Work instruction
Hunt through the lines below for the string "recv" and copy each one that has it.

Data entries:
######

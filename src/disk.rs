//! Disk-work channel — funnels every local filesystem operation a worker
//! needs through one background task, so a worker's own async loop never
//! blocks directly on `tokio::fs` and a single channel, not a mutex,
//! serialises concurrent writers touching the same destination tree.
//!
//! Grounded on the worker-task style of `pool::spawn_pool_maintenance`
//! spawns a background `tokio::spawn` loop that a handle can be awaited
//! against); this generalizes that one-task-one-job pattern into a
//! request/reply channel carrying the six disk-operation kinds the engine
//! distinguishes.

use crate::config::OverwritePolicy;
use crate::error::{EngineError, EngineResult};
use std::path::{Path, PathBuf};
use tokio::fs;
use tokio::sync::{mpsc, oneshot};

#[derive(Debug)]
pub enum DiskRequestKind {
    CreateDir(PathBuf),
    /// `dir`/`name` arrive split, not pre-joined, so `Autorename` can try
    /// successive names against the same directory without the caller
    /// re-deriving one from a full path.
    CreateFile { dir: PathBuf, name: String, policy: OverwritePolicy },
    /// Re-attempt creating a file that previously failed (e.g. the parent
    /// directory didn't exist yet and has since been created).
    RetryCreated { path: PathBuf },
    /// Re-open a partially-downloaded file to continue writing at `offset`.
    RetryResumed { path: PathBuf, offset: u64 },
    OpenForReading(PathBuf),
    DeleteDir(PathBuf),
}

/// What `CreateFile` decided once it found (or didn't find) a pre-existing
/// target: state verdict, opened file, chosen overwrite flag, and
/// new-target-name on autorename.
pub enum CreateFileVerdict {
    Ready {
        file: fs::File,
        /// Differs from the name the caller asked for only when
        /// `OverwritePolicy::Autorename` had to dodge a collision.
        final_name: String,
        /// Nonzero only under `OverwritePolicy::Resume`; the byte offset
        /// the caller should `REST` to before re-issuing `RETR`.
        resume_offset: u64,
    },
    /// `OverwritePolicy::Skip` against an existing target — no file opened.
    Skip,
}

pub enum DiskOutcome {
    DirCreated,
    FileForWriting(CreateFileVerdict),
    FileForReading(fs::File),
    Deleted,
}

impl std::fmt::Debug for DiskOutcome {
    fn fmt(&self, f: &mut std::fmt::Formatter<'_>) -> std::fmt::Result {
        match self {
            DiskOutcome::DirCreated => write!(f, "DirCreated"),
            DiskOutcome::FileForWriting(CreateFileVerdict::Ready { final_name, resume_offset, .. }) => {
                write!(f, "FileForWriting(Ready {{ final_name: {:?}, resume_offset: {} }})", final_name, resume_offset)
            }
            DiskOutcome::FileForWriting(CreateFileVerdict::Skip) => write!(f, "FileForWriting(Skip)"),
            DiskOutcome::FileForReading(_) => write!(f, "FileForReading(..)"),
            DiskOutcome::Deleted => write!(f, "Deleted"),
        }
    }
}

struct DiskRequest {
    kind: DiskRequestKind,
    reply: oneshot::Sender<EngineResult<DiskOutcome>>,
}

/// Handle a worker holds to submit disk work. Cloning shares the same
/// background task and its single-threaded serialisation of filesystem
/// mutations.
#[derive(Clone)]
pub struct DiskWorkChannel {
    tx: mpsc::Sender<DiskRequest>,
}

impl DiskWorkChannel {
    pub fn spawn() -> Self {
        let (tx, rx) = mpsc::channel(64);
        tokio::spawn(run(rx));
        Self { tx }
    }

    async fn submit(&self, kind: DiskRequestKind) -> EngineResult<DiskOutcome> {
        let (reply, recv) = oneshot::channel();
        self.tx
            .send(DiskRequest { kind, reply })
            .await
            .map_err(|_| EngineError::io_error("disk worker task is gone"))?;
        recv.await.map_err(|_| EngineError::io_error("disk worker dropped the reply"))?
    }

    pub async fn create_dir(&self, path: impl Into<PathBuf>) -> EngineResult<()> {
        self.submit(DiskRequestKind::CreateDir(path.into())).await.map(|_| ())
    }

    pub async fn create_file(
        &self,
        dir: impl Into<PathBuf>,
        name: impl Into<String>,
        policy: OverwritePolicy,
    ) -> EngineResult<CreateFileVerdict> {
        match self
            .submit(DiskRequestKind::CreateFile { dir: dir.into(), name: name.into(), policy })
            .await?
        {
            DiskOutcome::FileForWriting(verdict) => Ok(verdict),
            _ => unreachable!("create_file always replies with FileForWriting or an error"),
        }
    }

    pub async fn retry_created(&self, path: impl Into<PathBuf>) -> EngineResult<fs::File> {
        match self.submit(DiskRequestKind::RetryCreated { path: path.into() }).await? {
            DiskOutcome::FileForWriting(CreateFileVerdict::Ready { file, .. }) => Ok(file),
            _ => unreachable!(),
        }
    }

    pub async fn retry_resumed(&self, path: impl Into<PathBuf>, offset: u64) -> EngineResult<fs::File> {
        match self
            .submit(DiskRequestKind::RetryResumed { path: path.into(), offset })
            .await?
        {
            DiskOutcome::FileForWriting(CreateFileVerdict::Ready { file, .. }) => Ok(file),
            _ => unreachable!(),
        }
    }

    pub async fn open_for_reading(&self, path: impl Into<PathBuf>) -> EngineResult<fs::File> {
        match self.submit(DiskRequestKind::OpenForReading(path.into())).await? {
            DiskOutcome::FileForReading(f) => Ok(f),
            _ => unreachable!(),
        }
    }

    pub async fn delete_dir(&self, path: impl Into<PathBuf>) -> EngineResult<()> {
        self.submit(DiskRequestKind::DeleteDir(path.into())).await.map(|_| ())
    }
}

async fn run(mut rx: mpsc::Receiver<DiskRequest>) {
    while let Some(req) = rx.recv().await {
        let result = handle(req.kind).await;
        let _ = req.reply.send(result);
    }
}

async fn ensure_parent(path: &Path) -> EngineResult<()> {
    if let Some(parent) = path.parent() {
        if !parent.as_os_str().is_empty() {
            fs::create_dir_all(parent).await?;
        }
    }
    Ok(())
}

async fn exists(path: &Path) -> bool {
    fs::metadata(path).await.is_ok()
}

/// Resolve a `CreateFile` request against `policy`, consulting the
/// filesystem for a pre-existing `dir/name` exactly once up front — the
/// at-most-once guarantee a retrying caller relies on.
async fn resolve_create_file(dir: &Path, name: &str, policy: OverwritePolicy) -> EngineResult<CreateFileVerdict> {
    let path = dir.join(name);
    if !exists(&path).await {
        let file = fs::File::create(&path).await?;
        return Ok(CreateFileVerdict::Ready { file, final_name: name.to_string(), resume_offset: 0 });
    }

    match policy {
        OverwritePolicy::Overwrite => {
            let file = fs::File::create(&path).await?;
            Ok(CreateFileVerdict::Ready { file, final_name: name.to_string(), resume_offset: 0 })
        }
        OverwritePolicy::Skip => Ok(CreateFileVerdict::Skip),
        OverwritePolicy::Resume => {
            let resume_offset = fs::metadata(&path).await?.len();
            let mut file = fs::OpenOptions::new().write(true).open(&path).await?;
            use tokio::io::{AsyncSeekExt, SeekFrom};
            file.seek(SeekFrom::Start(resume_offset)).await?;
            Ok(CreateFileVerdict::Ready { file, final_name: name.to_string(), resume_offset })
        }
        OverwritePolicy::Autorename => {
            let final_name = find_free_name(dir, name).await?;
            let file = fs::File::create(dir.join(&final_name)).await?;
            Ok(CreateFileVerdict::Ready { file, final_name, resume_offset: 0 })
        }
    }
}

/// `report.txt` -> `report (2).txt`, `report (3).txt`, ... — the first
/// name in that sequence that doesn't already exist in `dir`.
async fn find_free_name(dir: &Path, name: &str) -> EngineResult<String> {
    let as_path = Path::new(name);
    let stem = as_path.file_stem().and_then(|s| s.to_str()).unwrap_or(name);
    let ext = as_path.extension().and_then(|s| s.to_str());

    for n in 2..10_000u32 {
        let candidate = match ext {
            Some(ext) => format!("{} ({}).{}", stem, n, ext),
            None => format!("{} ({})", stem, n),
        };
        if !exists(&dir.join(&candidate)).await {
            return Ok(candidate);
        }
    }
    Err(EngineError::io_error(format!("no free autorename slot for {}", name)))
}

async fn handle(kind: DiskRequestKind) -> EngineResult<DiskOutcome> {
    match kind {
        DiskRequestKind::CreateDir(path) => {
            fs::create_dir_all(&path).await?;
            Ok(DiskOutcome::DirCreated)
        }
        DiskRequestKind::CreateFile { dir, name, policy } => {
            fs::create_dir_all(&dir).await?;
            let verdict = resolve_create_file(&dir, &name, policy).await?;
            Ok(DiskOutcome::FileForWriting(verdict))
        }
        DiskRequestKind::RetryCreated { path } => {
            ensure_parent(&path).await?;
            let file = fs::File::create(&path).await?;
            Ok(DiskOutcome::FileForWriting(CreateFileVerdict::Ready {
                file,
                final_name: path.file_name().and_then(|n| n.to_str()).unwrap_or_default().to_string(),
                resume_offset: 0,
            }))
        }
        DiskRequestKind::RetryResumed { path, offset } => {
            use tokio::io::{AsyncSeekExt, SeekFrom};
            ensure_parent(&path).await?;
            let mut file = fs::OpenOptions::new().write(true).open(&path).await?;
            file.seek(SeekFrom::Start(offset)).await?;
            Ok(DiskOutcome::FileForWriting(CreateFileVerdict::Ready {
                file,
                final_name: path.file_name().and_then(|n| n.to_str()).unwrap_or_default().to_string(),
                resume_offset: offset,
            }))
        }
        DiskRequestKind::OpenForReading(path) => {
            let file = fs::File::open(&path).await?;
            Ok(DiskOutcome::FileForReading(file))
        }
        DiskRequestKind::DeleteDir(path) => {
            fs::remove_dir_all(&path).await?;
            Ok(DiskOutcome::Deleted)
        }
    }
}

#[cfg(test)]
mod tests {
    use super::*;
    use tokio::io::AsyncWriteExt;

    fn ready(v: CreateFileVerdict) -> (fs::File, String, u64) {
        match v {
            CreateFileVerdict::Ready { file, final_name, resume_offset } => (file, final_name, resume_offset),
            CreateFileVerdict::Skip => panic!("expected Ready, got Skip"),
        }
    }

    #[tokio::test]
    async fn create_dir_then_create_file_then_read_back() {
        let tmp = tempfile::tempdir().unwrap();
        let channel = DiskWorkChannel::spawn();

        let nested = tmp.path().join("a/b/c");
        channel.create_dir(nested.clone()).await.unwrap();
        assert!(nested.is_dir());

        let (mut file, final_name, offset) =
            ready(channel.create_file(nested.clone(), "data.bin", OverwritePolicy::Overwrite).await.unwrap());
        assert_eq!(final_name, "data.bin");
        assert_eq!(offset, 0);
        file.write_all(b"hello").await.unwrap();
        file.flush().await.unwrap();
        drop(file);

        let mut reader = channel.open_for_reading(nested.join("data.bin")).await.unwrap();
        let mut buf = Vec::new();
        tokio::io::AsyncReadExt::read_to_end(&mut reader, &mut buf).await.unwrap();
        assert_eq!(buf, b"hello");
    }

    #[tokio::test]
    async fn overwrite_policy_truncates_an_existing_target() {
        let tmp = tempfile::tempdir().unwrap();
        let channel = DiskWorkChannel::spawn();

        let (mut file, _, _) =
            ready(channel.create_file(tmp.path(), "report.txt", OverwritePolicy::Overwrite).await.unwrap());
        file.write_all(b"first version, much longer than the second").await.unwrap();
        file.flush().await.unwrap();
        drop(file);

        let (mut file, final_name, _) =
            ready(channel.create_file(tmp.path(), "report.txt", OverwritePolicy::Overwrite).await.unwrap());
        assert_eq!(final_name, "report.txt");
        file.write_all(b"v2").await.unwrap();
        file.flush().await.unwrap();
        drop(file);

        let contents = tokio::fs::read(tmp.path().join("report.txt")).await.unwrap();
        assert_eq!(contents, b"v2");
    }

    #[tokio::test]
    async fn skip_policy_leaves_the_existing_target_untouched() {
        let tmp = tempfile::tempdir().unwrap();
        let channel = DiskWorkChannel::spawn();

        let (mut file, _, _) =
            ready(channel.create_file(tmp.path(), "keep.txt", OverwritePolicy::Overwrite).await.unwrap());
        file.write_all(b"original").await.unwrap();
        file.flush().await.unwrap();
        drop(file);

        let verdict = channel.create_file(tmp.path(), "keep.txt", OverwritePolicy::Skip).await.unwrap();
        assert!(matches!(verdict, CreateFileVerdict::Skip));

        let contents = tokio::fs::read(tmp.path().join("keep.txt")).await.unwrap();
        assert_eq!(contents, b"original");
    }

    #[tokio::test]
    async fn autorename_policy_finds_the_first_free_numbered_name() {
        let tmp = tempfile::tempdir().unwrap();
        let channel = DiskWorkChannel::spawn();

        channel.create_file(tmp.path(), "report.txt", OverwritePolicy::Overwrite).await.unwrap();
        tokio::fs::write(tmp.path().join("report (2).txt"), b"taken").await.unwrap();

        let (_, final_name, _) =
            ready(channel.create_file(tmp.path(), "report.txt", OverwritePolicy::Autorename).await.unwrap());
        assert_eq!(final_name, "report (3).txt");
        assert!(tmp.path().join("report (3).txt").exists());
        assert!(tmp.path().join("report.txt").exists());
    }

    #[tokio::test]
    async fn resume_policy_seeks_to_the_existing_length() {
        let tmp = tempfile::tempdir().unwrap();
        let channel = DiskWorkChannel::spawn();

        let (mut file, _, _) =
            ready(channel.create_file(tmp.path(), "partial.bin", OverwritePolicy::Overwrite).await.unwrap());
        file.write_all(b"0123456789").await.unwrap();
        file.flush().await.unwrap();
        drop(file);

        let (mut file, _, offset) =
            ready(channel.create_file(tmp.path(), "partial.bin", OverwritePolicy::Resume).await.unwrap());
        assert_eq!(offset, 10);
        file.write_all(b"XXXXX").await.unwrap();
        file.flush().await.unwrap();
        drop(file);

        let contents = tokio::fs::read(tmp.path().join("partial.bin")).await.unwrap();
        assert_eq!(contents, b"0123456789XXXXX");
    }

    #[tokio::test]
    async fn retry_resumed_seeks_to_offset() {
        let tmp = tempfile::tempdir().unwrap();
        let channel = DiskWorkChannel::spawn();
        let path = tmp.path().join("resume.bin");

        let (mut file, _, _) = ready(channel.create_file(tmp.path(), "resume.bin", OverwritePolicy::Overwrite).await.unwrap());
        file.write_all(b"0123456789").await.unwrap();
        file.flush().await.unwrap();
        drop(file);

        let mut resumed = channel.retry_resumed(path.clone(), 5).await.unwrap();
        resumed.write_all(b"XXXXX").await.unwrap();
        resumed.flush().await.unwrap();
        drop(resumed);

        let contents = tokio::fs::read(path).await.unwrap();
        assert_eq!(contents, b"01234XXXXX");
    }

    #[tokio::test]
    async fn delete_dir_removes_the_tree() {
        let tmp = tempfile::tempdir().unwrap();
        let channel = DiskWorkChannel::spawn();
        let nested = tmp.path().join("victim/sub");
        channel.create_dir(nested.clone()).await.unwrap();
        channel.delete_dir(tmp.path().join("victim")).await.unwrap();
        assert!(!tmp.path().join("victim").exists());
    }
}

######

Result for this exercise
        let (reply, recv) = oneshot::channel();
        recv.await.map_err(|_| EngineError::io_error("disk worker dropped the reply"))?
    while let Some(req) = rx.recv().await {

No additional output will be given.